The Fed is about to cut rates for the first time since 2008 as the trade war is weighing on economic growth. Are the rate cuts truly needed to support the economy or is the Fed under political pressure to appease the White House? Last time, the Fed cut rates in 1998 to prevent a slowdown caused by the Asian currency crisis. We all know what happened after the cuts.
This time is very similar to the 1998 rate cuts. The economy is not weak and the rate cuts can only create asset bubbles like easy money always does.
Short term, it is over bought with extreme low volatility. A summer selloff is still on the radar. This selloff will create the last opportunity to get in the market before a grand bull market unfolds.
Long term, this market still has room to run.
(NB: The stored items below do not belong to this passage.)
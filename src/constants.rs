pub const MARKER_START_BYTE: u8 = 0xFF;

// Markers below this value are reserved as delimiters and never start a segment.
pub const MINIMUM_SEGMENT_MARKER: u16 = 0xFF30;

// The size in bytes of the segment length field.
pub const SEGMENT_LENGTH_SIZE: usize = 2;

// ISO/IEC 15444-1, A.5.1: Lsiz = 38 + 3 * Csiz.
pub const SIZ_FIXED_LENGTH: u16 = 38;
pub const MAXIMUM_COMPONENT_COUNT: u16 = 16384;
pub const MAXIMUM_COMPONENT_PRECISION: u8 = 38;

// Components are addressed with one byte below this count, two bytes otherwise.
pub const TWO_BYTE_COMPONENT_INDEX_THRESHOLD: u16 = 257;

pub const COD_FIXED_LENGTH: u16 = 12;
pub const MAXIMUM_DECOMPOSITION_LEVELS: u8 = 32;
pub const MAXIMUM_CODEBLOCK_EXPONENT_SUM: u8 = 8;
pub const MAXIMUM_PROGRESSION_ORDER: u8 = 4;

// A codestream carries at most 33 resolution levels (32 decompositions + 1).
pub const MAXIMUM_RESOLUTION_LEVELS: u32 = 33;

// Pcap bit signalling Part 15 (HTJ2K) block coding.
pub const CAP_HTJ2K_BIT: u32 = 1 << 14;

// ISO/IEC 15444-1, I.5.1: the JP2 signature box is always exactly these 12 bytes.
pub const JP2_SIGNATURE_BOX: [u8; 12] = *b"\x00\x00\x00\x0CjP  \r\n\x87\n";

pub const BOX_TYPE_FILE_TYPE: [u8; 4] = *b"ftyp";
pub const BOX_TYPE_JP2_HEADER: [u8; 4] = *b"jp2h";
pub const BOX_TYPE_IMAGE_HEADER: [u8; 4] = *b"ihdr";
pub const BOX_TYPE_COLOUR_SPECIFICATION: [u8; 4] = *b"colr";
pub const BOX_TYPE_CODESTREAM: [u8; 4] = *b"jp2c";

pub const BOX_HEADER_SIZE: u64 = 8;
pub const BOX_EXTENDED_HEADER_SIZE: u64 = 16;
pub const IMAGE_HEADER_BOX_PAYLOAD: u64 = 14;

// The only compression type defined for the ihdr box.
pub const JP2_COMPRESSION_TYPE_WAVELET: u8 = 7;

pub const COLR_METHOD_ENUMERATED: u8 = 1;
pub const COLR_METHOD_RESTRICTED_ICC: u8 = 2;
- Continued strength in earnings—against the backdrop of easier comparables—is just one of the reasons to question the doom-and-gloom narrative that has kept some investors on the sidelines. Bear markets are typically born out of excessive optimism, coupled with deteriorating economics. Yet investors are still sitting on the sidelines after cashing out of equity funds and ETFs late last year.
- Other key factors also bode well for equities markets. The financial conditions index suggests that the U.S. economy is still very healthy, and, with the U.S. presidential election around the corner, the Trump administration will likely do everything it can to nudge the economy.
- Although the U.S. Treasury bond yield between three-month and 10-year rates inverted earlier this year, it’s now back in positive territory. The initial inversion of the yield curve tends to precede market peaks by a full two years; historically, U.S. stocks have gained 40% on average during that period.
- In another vote of confidence, companies continue to raise dividends, even in the face of lower rates. Notably, nearly half of the companies in the S&P 500 recently had a higher dividend yield than the 10-year Treasury.
Technically, the S&P 500 made a daily cycle bottom on 07/18/2019. Now it is 6 days into the 3rd daily cycle. The 3077 level still remains to be a valid upside resistance.
We mentioned individual stock EB in the past. Eventbrite is in the similar business like LiveNation except it is serving a different market segment. EB will report earnings on August 7 after the market close. If without any additional surprises about the previously mentioned difficulties with Ticketfly platform migration, we believe the post IPO bottom is in at 15.30. Due to the addressable market size and lack of competitors, we believe EB has a real potential to be a multi-bagger.
So watch for EB’s earnings report on August 7. It could be the beginning of EB’s turnaround.